_Task goal_. Word for word, return the lines from the start of the entries below through the line that has "use sqlx::SqlitePool;".

═══ Available data ═══

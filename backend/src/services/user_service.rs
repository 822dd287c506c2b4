//! User business logic service.
//!
//! Handles registration checks, credential checks, profile and password
//! updates for user accounts.

use crate::config::AdminBootstrap;
use crate::database::models::{CreateNewUser, CreateUser, UpdateProfile, User};
use crate::errors::{ServiceError, ServiceResult, unique_violation};
use crate::repositories::refresh_token_repository::RefreshTokenRepository;
use crate::repositories::user_repository::UserRepository;
use crate::utils::password::{hash_password, validate_password, verify_password};
use sqlx::SqlitePool;
use validator::Validate;

/// How a user identifies themselves at login.
#[derive(Debug, Clone, PartialEq, Eq)]
pub enum LoginIdentifier {
    Email(String),
    Username(String),
}

impl LoginIdentifier {
    /// Anything containing `@` is treated as an email address.
    pub fn parse(raw: &str) -> Self {
        let raw = raw.trim();
        if raw.contains('@') {
            LoginIdentifier::Email(raw.to_string())
        } else {
            LoginIdentifier::Username(raw.to_string())
        }
    }
}

/// Maps a UNIQUE constraint failure on `users` to the duplicate message
/// registration reports; any other failure stays a database error.
pub fn user_conflict(error: anyhow::Error) -> ServiceError {
    match unique_violation(&error).as_deref() {
        Some("users.email") => ServiceError::already_exists("Email already exists"),
        Some("users.username") => ServiceError::already_exists("Username already exists"),
        _ => error.into(),
    }
}

pub struct UserService<'a> {
    /// Shared database connection pool
    pool: &'a SqlitePool,
}

impl<'a> UserService<'a> {
    /// Creates a new UserService instance.
    ///
    /// # Arguments
    /// * `pool` - Reference to SQLite connection pool
    pub fn new(pool: &'a SqlitePool) -> Self {
        Self { pool }
    }

    /// Runs every registration rule and prepares the row to insert.
    ///
    /// Password strength is checked first, then field formats, then that
    /// neither the email nor the username is taken.
    ///
    /// # Returns
    /// A `CreateUser` with the password hashed, ready for insertion
    ///
    /// # Errors
    /// Returns `ServiceError` for:
    /// - Weak passwords
    /// - Malformed username or email
    /// - Duplicate email or username
    pub async fn prepare_registration(&self, new_user: CreateNewUser) -> ServiceResult<CreateUser> {
        validate_password(&new_user.password, &[&new_user.username, &new_user.email])?;

        new_user
            .validate()
            .map_err(ServiceError::from_validation_errors)?;

        let repo = UserRepository::new(self.pool);

        if repo.email_exists(&new_user.email).await? {
            return Err(ServiceError::already_exists("Email already exists"));
        }

        if repo.username_exists(&new_user.username).await? {
            return Err(ServiceError::already_exists("Username already exists"));
        }

        let password_hash = hash_password(&new_user.password).await?;

        Ok(CreateUser {
            username: new_user.username,
            email: new_user.email,
            password_hash,
            is_verified: false,
            is_staff: false,
        })
    }

    pub async fn find_by_identifier(&self, identifier: &LoginIdentifier) -> ServiceResult<Option<User>> {
        let repo = UserRepository::new(self.pool);
        let user = match identifier {
            LoginIdentifier::Email(email) => repo.get_user_by_email(email).await?,
            LoginIdentifier::Username(username) => repo.get_user_by_username(username).await?,
        };
        Ok(user)
    }

    /// Checks a login identifier and password.
    ///
    /// Unknown users, wrong passwords and inactive accounts all fail with the
    /// same message.
    pub async fn authenticate_user(
        &self,
        identifier: &LoginIdentifier,
        password: &str,
    ) -> ServiceResult<User> {
        let invalid = || ServiceError::validation("Please, enter valid credentials.");

        let user = self.find_by_identifier(identifier).await?.ok_or_else(invalid)?;

        if !verify_password(password, &user.password_hash).await? || !user.is_active {
            return Err(invalid());
        }

        Ok(user)
    }

    /// Retrieves a user by ID with existence verification.
    ///
    /// # Errors
    /// Returns `ServiceError::NotFound` if user doesn't exist
    pub async fn get_user_required(&self, id: i64) -> ServiceResult<User> {
        let repo = UserRepository::new(self.pool);
        let user = repo
            .get_user_by_id(id)
            .await?
            .ok_or_else(|| ServiceError::not_found("User", id))?;
        Ok(user)
    }

    pub async fn get_user_by_email_required(&self, email: &str) -> ServiceResult<User> {
        let repo = UserRepository::new(self.pool);
        repo.get_user_by_email(email)
            .await?
            .ok_or_else(|| ServiceError::not_found("User", email))
    }

    pub async fn update_profile(&self, user_id: i64, profile: UpdateProfile) -> ServiceResult<User> {
        profile
            .validate()
            .map_err(ServiceError::from_validation_errors)?;

        let repo = UserRepository::new(self.pool);
        repo.update_profile(user_id, &profile)
            .await?
            .ok_or_else(|| ServiceError::not_found("User", user_id))
    }

    /// Fails unless `password` matches the user's current password.
    pub async fn check_password(&self, user: &User, password: &str) -> ServiceResult<()> {
        if verify_password(password, &user.password_hash).await? {
            Ok(())
        } else {
            Err(ServiceError::validation("Invalid password."))
        }
    }

    /// Validates a new password pair and stores its hash.
    pub async fn set_password(
        &self,
        user: &User,
        new_password1: &str,
        new_password2: &str,
    ) -> ServiceResult<()> {
        if new_password1 != new_password2 {
            return Err(ServiceError::validation(
                "The two password fields didn't match.",
            ));
        }

        validate_password(new_password1, &[&user.username, &user.email])?;
        let password_hash = hash_password(new_password1).await?;

        let repo = UserRepository::new(self.pool);
        if !repo.update_password_hash(user.id, &password_hash).await? {
            return Err(ServiceError::not_found("User", user.id));
        }

        tracing::info!("Password updated for user {}", user.id);
        Ok(())
    }

    /// Deactivates an account and revokes its refresh tokens.
    pub async fn deactivate(&self, user_id: i64) -> ServiceResult<()> {
        let repo = UserRepository::new(self.pool);
        if !repo.deactivate_user(user_id).await? {
            return Err(ServiceError::not_found("User", user_id));
        }

        let revoked = RefreshTokenRepository::new(self.pool)
            .revoke_all_for_user(user_id)
            .await?;
        tracing::info!(
            "Deactivated user {} and revoked {} refresh tokens",
            user_id,
            revoked
        );
        Ok(())
    }

    pub async fn delete_all_users(&self) -> ServiceResult<u64> {
        let count = UserRepository::new(self.pool).delete_all_users().await?;
        tracing::warn!("Deleted all {} users", count);
        Ok(count)
    }

    /// Makes sure the configured staff account exists and can sign in.
    ///
    /// An existing account with that email is promoted; otherwise a verified
    /// staff user is created.
    pub async fn ensure_staff_user(&self, admin: &AdminBootstrap) -> ServiceResult<User> {
        let repo = UserRepository::new(self.pool);

        if let Some(user) = repo.get_user_by_email(&admin.email).await? {
            repo.promote_to_staff(user.id).await?;
            tracing::info!("Promoted existing user {} to staff", user.id);
            return self.get_user_required(user.id).await;
        }

        let password_hash = hash_password(&admin.password).await?;
        let user = repo
            .create_user(CreateUser {
                username: admin.username.clone(),
                email: admin.email.clone(),
                password_hash,
                is_verified: true,
                is_staff: true,
            })
            .await
            .map_err(user_conflict)?;

        tracing::info!("Created staff user {}", user.username);
        Ok(user)
    }
}

#[cfg(test)]
mod tests {
    use super::*;
    use crate::database::test_pool;

    fn registration(username: &str, email: &str, password: &str) -> CreateNewUser {
        CreateNewUser {
            username: username.to_string(),
            email: email.to_string(),
            password: password.to_string(),
        }
    }

    #[test]
    fn test_login_identifier() {
        assert_eq!(
            LoginIdentifier::parse("test@example.com"),
            LoginIdentifier::Email("test@example.com".to_string())
        );
        assert_eq!(
            LoginIdentifier::parse(" testuser "),
            LoginIdentifier::Username("testuser".to_string())
        );
    }

    #[tokio::test]
    async fn test_prepare_registration_rules() {
        let pool = test_pool().await;
        let service = UserService::new(&pool);

        let data = service
            .prepare_registration(registration("testuser", "test@example.com", "Str0ng!Passw0rd123"))
            .await
            .unwrap();
        assert_ne!(data.password_hash, "Str0ng!Passw0rd123");
        assert!(verify_password("Str0ng!Passw0rd123", &data.password_hash).await.unwrap());
        assert!(!data.is_verified);
        UserRepository::new(&pool).create_user(data).await.unwrap();

        let duplicate_email = service
            .prepare_registration(registration("other", "test@example.com", "Str0ng!Passw0rd123"))
            .await
            .unwrap_err();
        assert_eq!(duplicate_email.to_string(), "Email already exists");

        let duplicate_username = service
            .prepare_registration(registration("testuser", "other@example.com", "Str0ng!Passw0rd123"))
            .await
            .unwrap_err();
        assert_eq!(duplicate_username.to_string(), "Username already exists");

        let weak = service
            .prepare_registration(registration("weak", "weak@example.com", "12345"))
            .await
            .unwrap_err();
        assert!(weak.to_string().contains("Weak Password"));
    }

    #[tokio::test]
    async fn test_authenticate_user() {
        let pool = test_pool().await;
        let service = UserService::new(&pool);
        let data = service
            .prepare_registration(registration("testuser", "test@example.com", "Str0ng!Passw0rd123"))
            .await
            .unwrap();
        let user = UserRepository::new(&pool).create_user(data).await.unwrap();

        let by_email = service
            .authenticate_user(&LoginIdentifier::parse("test@example.com"), "Str0ng!Passw0rd123")
            .await
            .unwrap();
        assert_eq!(by_email.id, user.id);

        let by_username = service
            .authenticate_user(&LoginIdentifier::parse("testuser"), "Str0ng!Passw0rd123")
            .await
            .unwrap();
        assert_eq!(by_username.id, user.id);

        assert!(
            service
                .authenticate_user(&LoginIdentifier::parse("testuser"), "wrong")
                .await
                .is_err()
        );

        service.deactivate(user.id).await.unwrap();
        assert!(
            service
                .authenticate_user(&LoginIdentifier::parse("testuser"), "Str0ng!Passw0rd123")
                .await
                .is_err()
        );
    }

    #[tokio::test]
    async fn test_set_password_requires_matching_pair() {
        let pool = test_pool().await;
        let service = UserService::new(&pool);
        let data = service
            .prepare_registration(registration("testuser", "test@example.com", "Str0ng!Passw0rd123"))
            .await
            .unwrap();
        let user = UserRepository::new(&pool).create_user(data).await.unwrap();

        assert!(
            service
                .set_password(&user, "N3w!Passw0rd456", "N3w!Passw0rd457")
                .await
                .is_err()
        );

        service
            .set_password(&user, "N3w!Passw0rd456", "N3w!Passw0rd456")
            .await
            .unwrap();
        let reloaded = service.get_user_required(user.id).await.unwrap();
        assert!(service.check_password(&reloaded, "N3w!Passw0rd456").await.is_ok());
        assert!(service.check_password(&reloaded, "Str0ng!Passw0rd123").await.is_err());
    }

    #[tokio::test]
    async fn test_unique_constraints_map_to_duplicate_messages() {
        let pool = test_pool().await;
        let repo = UserRepository::new(&pool);
        let user = |username: &str, email: &str| CreateUser {
            username: username.to_string(),
            email: email.to_string(),
            password_hash: String::new(),
            is_verified: false,
            is_staff: false,
        };

        repo.create_user(user("alice", "same@example.com"))
            .await
            .unwrap();

        // emails differing only in case collide in the table itself
        let error = repo
            .create_user(user("bob", "SAME@Example.com"))
            .await
            .map_err(user_conflict)
            .unwrap_err();
        assert!(
            matches!(&error, ServiceError::AlreadyExists { message } if message == "Email already exists")
        );

        let error = repo
            .create_user(user("alice", "other@example.com"))
            .await
            .map_err(user_conflict)
            .unwrap_err();
        assert!(
            matches!(&error, ServiceError::AlreadyExists { message } if message == "Username already exists")
        );

        let found = repo.get_user_by_email("Same@Example.COM").await.unwrap().unwrap();
        assert_eq!(found.username, "alice");
    }

    #[tokio::test]
    async fn test_ensure_staff_user_is_idempotent() {
        let pool = test_pool().await;
        let service = UserService::new(&pool);
        let admin = AdminBootstrap {
            email: "admin@example.com".to_string(),
            username: "admin".to_string(),
            password: "Adm1n!Passw0rd".to_string(),
        };

        let first = service.ensure_staff_user(&admin).await.unwrap();
        let second = service.ensure_staff_user(&admin).await.unwrap();

        assert_eq!(first.id, second.id);
        assert!(second.is_staff);
        assert!(second.is_verified);
    }
}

═══

_Exercise answer_.
filename backend/src/services/user_service.rs
repository 822dd287c506c2b4
//! User business logic service.
//!
//! Handles registration checks, credential checks, profile and password
//! updates for user accounts.

use crate::config::AdminBootstrap;
use crate::database::models::{CreateNewUser, CreateUser, UpdateProfile, User};
use crate::errors::{ServiceError, ServiceResult, unique_violation};
use crate::repositories::refresh_token_repository::RefreshTokenRepository;
use crate::repositories::user_repository::UserRepository;
use crate::utils::password::{hash_password, validate_password, verify_password};
use sqlx::SqlitePool;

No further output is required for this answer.